Failover simulations
Very few companies perform these tests, and with good reason. These tests validate failover by shutting down and/or rerouting traffic from your primary systems to your backup systems. And since they have a high likelihood of disruption, everyone involved is either in the room or on the call. They're messy, often painful exercises that risk your system and often involve coordination with external vendors.
Pros
- Verifies failover mechanisms work.
- Validates redundancy provisioning to make sure recovery and performance standards are met.
- Comprehensive results for compliance and reporting.
Cons
- Extremely disruptive to systems and engineering teams.
- Usually involves controlled shutdown or rerouting, which doesn't accurately simulate a disaster.
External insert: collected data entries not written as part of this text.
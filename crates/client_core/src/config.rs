use std::{
    collections::HashMap,
    fs,
    path::Path,
    str::FromStr,
    time::Duration,
};

use anyhow::{Context, Result};
use serde::Deserialize;
use shared::domain::DeviceType;
use uuid::Uuid;

use crate::{
    connection::{ConnectionConfig, ReconnectPolicy},
    heartbeat::{HeartbeatConfig, DEFAULT_HEARTBEAT_INTERVAL, DEFAULT_MISSED_THRESHOLD},
    message_window::DEFAULT_PAGE_SIZE,
};

pub const DEFAULT_CONFIG_FILE: &str = "client.toml";
const ENV_PREFIX: &str = "APP__";

#[derive(Debug, Clone, PartialEq, Eq)]
pub struct Settings {
    pub server_url: String,
    /// Derived from `server_url` when unset.
    pub ws_url: Option<String>,
    pub database_url: String,
    pub device_id: String,
    pub device_type: DeviceType,
    pub heartbeat_interval_secs: u64,
    pub heartbeat_missed_threshold: u32,
    pub reconnect_base_delay_ms: u64,
    pub reconnect_max_delay_ms: u64,
    pub max_reconnect_attempts: u32,
    pub page_size: u32,
}

impl Default for Settings {
    fn default() -> Self {
        let reconnect = ReconnectPolicy::default();
        Self {
            server_url: "http://127.0.0.1:8080".into(),
            ws_url: None,
            database_url: "sqlite://./data/client.db".into(),
            device_id: Uuid::new_v4().to_string(),
            device_type: DeviceType::default(),
            heartbeat_interval_secs: DEFAULT_HEARTBEAT_INTERVAL.as_secs(),
            heartbeat_missed_threshold: DEFAULT_MISSED_THRESHOLD,
            reconnect_base_delay_ms: reconnect.base_delay.as_millis() as u64,
            reconnect_max_delay_ms: reconnect.max_delay.as_millis() as u64,
            max_reconnect_attempts: reconnect.max_attempts,
            page_size: DEFAULT_PAGE_SIZE,
        }
    }
}

/// Keys accepted in `client.toml`; anything left out keeps its default.
#[derive(Debug, Default, Deserialize)]
#[serde(deny_unknown_fields)]
struct FileSettings {
    server_url: Option<String>,
    ws_url: Option<String>,
    database_url: Option<String>,
    device_id: Option<String>,
    device_type: Option<String>,
    heartbeat_interval_secs: Option<u64>,
    heartbeat_missed_threshold: Option<u32>,
    reconnect_base_delay_ms: Option<u64>,
    reconnect_max_delay_ms: Option<u64>,
    max_reconnect_attempts: Option<u32>,
    page_size: Option<u32>,
}

fn parse_env<T>(env: &HashMap<String, String>, key: &str) -> Result<Option<T>>
where
    T: FromStr,
    T::Err: std::fmt::Display,
{
    let name = format!("{ENV_PREFIX}{key}");
    let Some(raw) = env.get(&name) else {
        return Ok(None);
    };
    raw.trim()
        .parse::<T>()
        .map(Some)
        .map_err(|err| anyhow::anyhow!("invalid {name}={raw:?}: {err}"))
}

fn overlay<T>(target: &mut T, value: Option<T>) {
    if let Some(value) = value {
        *target = value;
    }
}

impl Settings {
    /// Defaults, then the TOML file contents, then `APP__*` variables.
    pub fn from_sources(file: Option<&str>, env: &HashMap<String, String>) -> Result<Self> {
        let mut settings = Self::default();

        if let Some(raw) = file {
            let file: FileSettings = toml::from_str(raw).context("invalid client config file")?;
            overlay(&mut settings.server_url, file.server_url);
            if file.ws_url.is_some() {
                settings.ws_url = file.ws_url;
            }
            overlay(&mut settings.database_url, file.database_url);
            overlay(&mut settings.device_id, file.device_id);
            if let Some(raw) = file.device_type {
                settings.device_type = raw
                    .parse()
                    .with_context(|| format!("invalid device_type {raw:?} in config file"))?;
            }
            overlay(&mut settings.heartbeat_interval_secs, file.heartbeat_interval_secs);
            overlay(
                &mut settings.heartbeat_missed_threshold,
                file.heartbeat_missed_threshold,
            );
            overlay(&mut settings.reconnect_base_delay_ms, file.reconnect_base_delay_ms);
            overlay(&mut settings.reconnect_max_delay_ms, file.reconnect_max_delay_ms);
            overlay(&mut settings.max_reconnect_attempts, file.max_reconnect_attempts);
            overlay(&mut settings.page_size, file.page_size);
        }

        overlay(&mut settings.server_url, parse_env(env, "SERVER_URL")?);
        if let Some(ws_url) = parse_env::<String>(env, "WS_URL")? {
            settings.ws_url = Some(ws_url);
        }
        overlay(&mut settings.database_url, parse_env(env, "DATABASE_URL")?);
        overlay(&mut settings.device_id, parse_env(env, "DEVICE_ID")?);
        overlay(&mut settings.device_type, parse_env(env, "DEVICE_TYPE")?);
        overlay(
            &mut settings.heartbeat_interval_secs,
            parse_env(env, "HEARTBEAT_INTERVAL_SECS")?,
        );
        overlay(
            &mut settings.heartbeat_missed_threshold,
            parse_env(env, "HEARTBEAT_MISSED_THRESHOLD")?,
        );
        overlay(
            &mut settings.reconnect_base_delay_ms,
            parse_env(env, "RECONNECT_BASE_DELAY_MS")?,
        );
        overlay(
            &mut settings.reconnect_max_delay_ms,
            parse_env(env, "RECONNECT_MAX_DELAY_MS")?,
        );
        overlay(
            &mut settings.max_reconnect_attempts,
            parse_env(env, "MAX_RECONNECT_ATTEMPTS")?,
        );
        overlay(&mut settings.page_size, parse_env(env, "PAGE_SIZE")?);

        settings.database_url = normalize_database_url(&settings.database_url);
        if settings.heartbeat_interval_secs == 0 {
            anyhow::bail!("heartbeat interval must be at least one second");
        }
        if settings.page_size == 0 {
            anyhow::bail!("page size must be positive");
        }
        Ok(settings)
    }

    /// Reads `path` (or `client.toml` when present) and the process environment.
    pub fn load(path: Option<&Path>) -> Result<Self> {
        let file = match path {
            Some(path) => Some(
                fs::read_to_string(path)
                    .with_context(|| format!("failed to read config file '{}'", path.display()))?,
            ),
            None => fs::read_to_string(DEFAULT_CONFIG_FILE).ok(),
        };
        let env: HashMap<String, String> = std::env::vars()
            .filter(|(key, _)| key.starts_with(ENV_PREFIX))
            .collect();
        Self::from_sources(file.as_deref(), &env)
    }

    pub fn ws_url(&self) -> String {
        if let Some(ws_url) = &self.ws_url {
            return ws_url.clone();
        }
        let base = self.server_url.trim_end_matches('/');
        let base = if let Some(rest) = base.strip_prefix("https://") {
            format!("wss://{rest}")
        } else if let Some(rest) = base.strip_prefix("http://") {
            format!("ws://{rest}")
        } else {
            base.to_string()
        };
        format!("{base}/ws")
    }

    pub fn heartbeat(&self) -> HeartbeatConfig {
        HeartbeatConfig {
            interval: Duration::from_secs(self.heartbeat_interval_secs),
            missed_threshold: self.heartbeat_missed_threshold,
        }
    }

    pub fn reconnect(&self) -> ReconnectPolicy {
        ReconnectPolicy {
            base_delay: Duration::from_millis(self.reconnect_base_delay_ms),
            max_delay: Duration::from_millis(self.reconnect_max_delay_ms),
            max_attempts: self.max_reconnect_attempts,
        }
    }

    pub fn connection_config(&self) -> ConnectionConfig {
        ConnectionConfig {
            ws_url: self.ws_url(),
            device_id: self.device_id.clone(),
            device_type: self.device_type,
            heartbeat: self.heartbeat(),
            reconnect: self.reconnect(),
        }
    }
}

/// Accepts bare paths and `sqlite:` shorthands as well as full sqlx urls.
pub fn normalize_database_url(raw: &str) -> String {
    let raw = raw.trim();
    if raw.is_empty() {
        return "sqlite://./data/client.db".to_string();
    }
    if raw.starts_with("sqlite::memory:") || raw.contains("://") {
        return raw.to_string();
    }
    if let Some(path) = raw.strip_prefix("sqlite:") {
        return format!("sqlite://{}", path.replace('\\', "/"));
    }
    format!("sqlite://{}", raw.replace('\\', "/"))
}

#[cfg(test)]
#[path = "tests/config_tests.rs"]
mod tests;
- Doesn't compensate for system shifts that happen between annual tests.
- Relies on custom scripts or manual efforts that don't scale and increase risk due to manual rollbacks.
Engineering organizations need a new approach
What would a different approach to disaster recovery testing look like?
Right now, most organizations with formal disaster recovery plans stop at tabletop exercises or get bogged down in expensive and manual testing. In both cases, the new approach would have to enable them to easily perform actual testing and verification. For organizations already performing failover testing, it would need to remove the disruption and toil while building on the engineering foundation of backup restoration testing.
All told, it would need to be:
-
Systematic
The method has to be easily applied to teams across the organization to verify standards. It should also enable engineering teams to repair any issues that come up and validate their fixes on their own between major testing actions.
-
Non-disruptive
The testing method should minimize disruption to systems and minimize disruption to engineering roadmaps and deployment schedules.
-
Accurate
Instead of relying on assumptions or best intentions, the method needs to be able to simulate realistic failure conditions and prove that recovery mechanisms operate correctly.
-
Auditable
The testing results need to be gathered and presented in reports that can be used for compliance verification with enough granularity to tie data back to specific tests.
-
Ongoing
Full disaster recovery testing usually happens annually, but systems are constantly changing. Teams need to be able to verify resilience between annual tests, providing better test coverage and making annual testing exercises easier.